Annie Baker: You know, I definitely used to think of putting on a play as more of a “gift-giving” than a “dialogue.” But then I encountered Playwrights Horizons’ over-65 subscriber base for the first time and that changed everything. Those Sunday matinees during early previews of my play Circle Mirror Transformation had so much audience participation. There’d be a pause and some old man would shout: “WHO WRITES THIS STUFF??!!” Near the end of the play the character of Marty (played by Didi O’Connell) has a line that goes: “Okay, you guys. Next week is our last class.” And inevitably some old geezer would bark: “THANK GAWD.”
At first I was totally horrified. I felt disrespected, violated, etc. And then I kind of started loving it. It was a dialogue! It really was. Sometimes fights broke out. At one matinee we had a class of NYU students and also the entire population of some senior center. Most of the old people hated the play. They hated it so much and they were talking about how much they hated it while it was happening. Eventually the NYU students started yelling at them. A girl stood up and shrieked: “If you don’t like the play then just LEAVE!” I was cowering in the back row the whole time, humiliated but also a little thrilled.
Okay, so back to play-as-dialogue: I think people say that so much because theater is such a crazy live medium. I mean, you could leap out of your seat and tear off your shirt and start beating your chest like a gorilla in front of the movie screen at a Loews Cineplex (and don’t think I haven’t considered it), but the movie would keep going on behind you. It wouldn’t really be a destructive or super-creative act. And with theater, I always, always, as an audience member, want to leap onstage and fuck things up. Just get up there and start talking to the actors. I fantasize about running up onstage and peeing on someone’s foot. It would be so amazing. It would change the play. How would they deal with me? How could I incorporate myself into the play until the authorities arrived to take me away? Honestly, it’s amazing that more people don’t actually do that. But that’s why theater is so crazy and electric—we’re all sitting there in the dark, and this story is unfolding in front of us, and if we wanted to we could get up there and fuck everything up but we don’t. We just breathe and sigh and laugh (and occasionally shout “WHO WRITES THIS STUFF??!!). And actors really do coast on audience reactions, particularly laughter—they kind of ride it like a wave. That’s so interesting to me, when that happens. And it’s all a kind of dialogue.

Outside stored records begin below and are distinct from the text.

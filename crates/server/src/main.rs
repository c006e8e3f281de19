use std::net::SocketAddr;
use std::sync::Arc;
use std::time::Duration;

use clap::Parser;
use tokio::sync::mpsc;
use tokio_util::sync::CancellationToken;
use tracing_subscriber::{layer::SubscriberExt, util::SubscriberInitExt};

use stave_renderer::{container, RendererPool};
use stave_server::config::{Cli, Role};
use stave_server::dispatch::Dispatcher;
use stave_server::identity::IdentityRelay;
use stave_server::sockets::SocketRegistry;
use stave_server::state::{AppState, Stats};
use stave_server::{heartbeat, worker_link, ws};

#[tokio::main]
async fn main() {
    dotenvy::dotenv().ok();

    tracing_subscriber::registry()
        .with(
            tracing_subscriber::EnvFilter::try_from_default_env()
                .unwrap_or_else(|_| "stave=info,tower_http=info".into()),
        )
        .with(tracing_subscriber::fmt::layer())
        .init();

    let cli = Cli::parse();
    if let Err(e) = cli.validate() {
        tracing::error!("{e}");
        std::process::exit(1);
    }

    // Build engraver images before the first slot spawns.
    if cli.jobs > 0 {
        if let Some(path) = &cli.renderer_path {
            if let Err(e) = container::build_image(path, &cli.renderer_docker_tag).await {
                tracing::error!(error = %e, "Failed to build renderer image");
                std::process::exit(1);
            }
        }
        if let (Some(path), Some(tag)) = (
            &cli.renderer_unstable_path,
            &cli.renderer_unstable_docker_tag,
        ) {
            if let Err(e) = container::build_image(path, tag).await {
                tracing::error!(error = %e, "Failed to build unstable renderer image");
                std::process::exit(1);
            }
        }
    }

    let registry = Arc::new(SocketRegistry::new());
    let stats = Arc::new(Stats::new());

    let (slot_events_tx, mut slot_events_rx) = mpsc::unbounded_channel();
    let pool = RendererPool::start(&cli.renderer_config(), slot_events_tx);
    tracing::info!(jobs = cli.jobs, "Renderer pool started");

    let dispatcher = Arc::new(Dispatcher::new(Arc::clone(&registry), pool));

    let identity = match &cli.role {
        Role::Coordinator { .. } => match cli.identity_config() {
            Some(config) => Some(Arc::new(IdentityRelay::new(
                config,
                Arc::clone(&registry),
                Arc::clone(&stats),
            ))),
            None => {
                tracing::warn!("No GitHub credentials configured; sign-in disabled");
                None
            }
        },
        Role::Worker { .. } => None,
    };

    let state = AppState {
        registry: Arc::clone(&registry),
        dispatcher: Arc::clone(&dispatcher),
        identity,
        stats,
    };

    // Pump slot lifecycle events into the dispatcher.
    let pump_dispatcher = Arc::clone(&dispatcher);
    let pump = tokio::spawn(async move {
        while let Some(event) = slot_events_rx.recv().await {
            pump_dispatcher.on_slot_event(event).await;
        }
    });

    match &cli.role {
        Role::Coordinator { host, ws_port } => {
            let heartbeat_handle = heartbeat::start_heartbeat(Arc::clone(&registry));

            let addr: SocketAddr = format!("{host}:{ws_port}")
                .parse()
                .expect("Invalid listen address");
            tracing::info!(%addr, "Starting coordinator");

            let listener = tokio::net::TcpListener::bind(addr)
                .await
                .expect("Failed to bind WebSocket port");

            axum::serve(listener, ws::router(state.clone()))
                .with_graceful_shutdown(shutdown_signal())
                .await
                .expect("Server error");

            tracing::info!("Listener stopped; cleaning up");
            registry.shutdown_all().await;
            dispatcher.pool().shutdown();
            heartbeat_handle.abort();
        }

        Role::Worker { coordinator } => {
            let cancel = CancellationToken::new();
            let link = tokio::spawn(worker_link::run(
                state.clone(),
                coordinator.clone(),
                cli.jobs,
                cancel.clone(),
            ));

            shutdown_signal().await;

            tracing::info!("Shutting down worker");
            cancel.cancel();
            let _ = tokio::time::timeout(Duration::from_secs(5), link).await;
            registry.shutdown_all().await;
            dispatcher.pool().shutdown();
        }
    }

    pump.abort();
    tracing::info!("Graceful shutdown complete");
}

/// Wait for a termination signal to initiate graceful shutdown.
///
/// Handles both SIGINT (Ctrl-C) and SIGTERM (on Unix) so the server
/// shuts down cleanly whether stopped interactively or by a process
/// manager.
async fn shutdown_signal() {
    let ctrl_c = async {
        tokio::signal::ctrl_c()
            .await
            .expect("Failed to install Ctrl-C handler");
    };

    #[cfg(unix)]
    let terminate = async {
        tokio::signal::unix::signal(tokio::signal::unix::SignalKind::terminate())
            .expect("Failed to install SIGTERM handler")
            .recv()
            .await;
    };

    #[cfg(not(unix))]
    let terminate = std::future::pending::<()>();

    tokio::select! {
        () = ctrl_c => {
            tracing::info!("Received SIGINT (Ctrl-C), starting graceful shutdown");
        }
        () = terminate => {
            tracing::info!("Received SIGTERM, starting graceful shutdown");
        }
    }
}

I think it’s also one of the reasons I like putting really long silences into my plays. Crazy stuff happens during silences at the theater. The audience suddenly becomes aware of itself, and a little weirded out and uncomfortable, and maybe someone coughs and whispers, but if the silence goes on long enough eventually people adjust to it and get kind of comfortable and zen and find their own way back into the reality of the play. And that moment—when an entire audience is relaxed and breathless together in a silence, when time slows down and then starts to speed up again—is very magical to me.
Here’s a question for you, Mensch. I’m partly asking you this because I think you’re a funny person and a funny playwright, but also because you’re writing for a comedic TV show right now in Los Angeles. Do you have a comedy manifesto? I used to be really against talking about why things are funny—talking about what’s funny and isn’t is an incredibly humorless thing to do—but lately I’ve been feeling like people should be able to articulate that more. So many times I read a review that says “this play was hysterical!” and then I go and watch the whole thing stone-faced. And when I do laugh at the theater no one else is laughing. So I want to know what makes you laugh, Mensch. Tell me what makes you laugh.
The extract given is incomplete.